In order to implement the dynamic web page the file system must support storage of new files. The updated content of the file /dynamic/dynamic.htm is transferred to the server with a POST request when the form in the resource /private/private.htm is submitted. The file content in the POST request is URL encoded and must be decoded with the provided method HTTPServer::decodeForm before the file is updated. A typical POST request is shown below

POST /private/private.htm HTTP/1.0<CRLF>
[Header line 1]<CRLF>
Content-Length: 339<CRLF>
[Header line n]<CRLF>
<CRLF>
dynamic.htm=%0D%3Chtml%3E%0D%3Chead%3E%0D%3Ctitle%3EDynamic+page%3C%2Ftitl
e%3E%0D%3C%2Fhead%3E%0D%3Cbody+b....

A method called HTTPServer::contentLength is provided in the file http.cc. It finds the token Content-Length: and converts the string representation of the integer into an integer of type udword. Use the value of the field in order to determine whether the entire request is received by the server.

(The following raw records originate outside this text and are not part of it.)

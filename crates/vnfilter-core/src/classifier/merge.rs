//! Interval union over raw spans.

use super::Span;

/// Collapses overlapping or touching spans into a minimal covering set.
///
/// The output is sorted by start and pairwise disjoint. Ties on start keep
/// their input order.
pub fn merge_spans(spans: &[Span]) -> Vec<Span> {
    let mut sorted: Vec<Span> = spans.iter().copied().filter(|s| !s.is_empty()).collect();
    sorted.sort_by_key(|s| s.start);

    let mut iter = sorted.into_iter();
    let Some(mut current) = iter.next() else {
        return Vec::new();
    };

    let mut merged = Vec::new();
    for span in iter {
        if current.overlaps_or_touches(&span) {
            current.end = current.end.max(span.end);
        } else {
            merged.push(current);
            current = span;
        }
    }
    merged.push(current);
    merged
}

#[cfg(test)]
mod tests {
    use super::*;

    fn spans(pairs: &[(usize, usize)]) -> Vec<Span> {
        pairs.iter().map(|&(s, e)| Span::new(s, e)).collect()
    }

    #[test]
    fn empty_input() {
        assert!(merge_spans(&[]).is_empty());
    }

    #[test]
    fn overlapping_spans_merge() {
        assert_eq!(merge_spans(&spans(&[(0, 5), (3, 8)])), spans(&[(0, 8)]));
    }

    #[test]
    fn touching_spans_merge() {
        assert_eq!(merge_spans(&spans(&[(0, 3), (3, 6)])), spans(&[(0, 6)]));
    }

    #[test]
    fn disjoint_spans_stay_apart() {
        assert_eq!(
            merge_spans(&spans(&[(10, 12), (0, 3), (5, 7)])),
            spans(&[(0, 3), (5, 7), (10, 12)])
        );
    }

    #[test]
    fn contained_span_is_absorbed() {
        assert_eq!(merge_spans(&spans(&[(0, 10), (2, 4), (9, 11)])), spans(&[(0, 11)]));
    }

    #[test]
    fn duplicates_collapse() {
        assert_eq!(merge_spans(&spans(&[(4, 8), (4, 8), (4, 8)])), spans(&[(4, 8)]));
    }

    #[test]
    fn output_is_sorted_disjoint_and_non_empty() {
        let input = spans(&[(7, 9), (1, 2), (30, 31), (2, 4), (8, 15), (20, 25), (0, 1), (21, 22)]);
        let merged = merge_spans(&input);
        assert_eq!(merged, spans(&[(0, 4), (7, 15), (20, 25), (30, 31)]));
        for pair in merged.windows(2) {
            assert!(pair[0].end < pair[1].start);
        }
        assert!(merged.iter().all(|s| s.end > s.start));
    }
}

The string dynamic.htm= is removed in the method HTTPServer::decodeForm.

The response to a POST request is sent in the same manner as with GET requests

HTTP/1.0 200 OK\r\n
Content-type: text/html\r\n
\r\n

You can either include the content of the resource dynamic.htm or add a page which confirms the submission of the form and the update of the file

HTTP/1.0 200 OK\r\n
Content-type: text/html\r\n
\r\n
<html><head><title>Accepted</title></head>
<body><h1>The file dynamic.htm was updated successfully.</h1></body></html>

Creation of the file system

Unpacked LHarc archives are created with the command

lha ao5z1 <archive file> [file...]

on the server linus. The command a, add to archive, is complemented by the options

o, use LHarc compatible method,
z, do not compress the files, and
1, the integer one, which defines the header level.

All files specified with [file...] will be added to an existing archive with new name <archive file>. If no previous archive exists with the name <archive file> a new file will be created.

The archive file is a binary file and may be translated into the C-language by the Perl-script command hex2char <archive file>. The result on stdout is redirected into a file called lhafile.bin which is included in the file fs.cc containing the file system class.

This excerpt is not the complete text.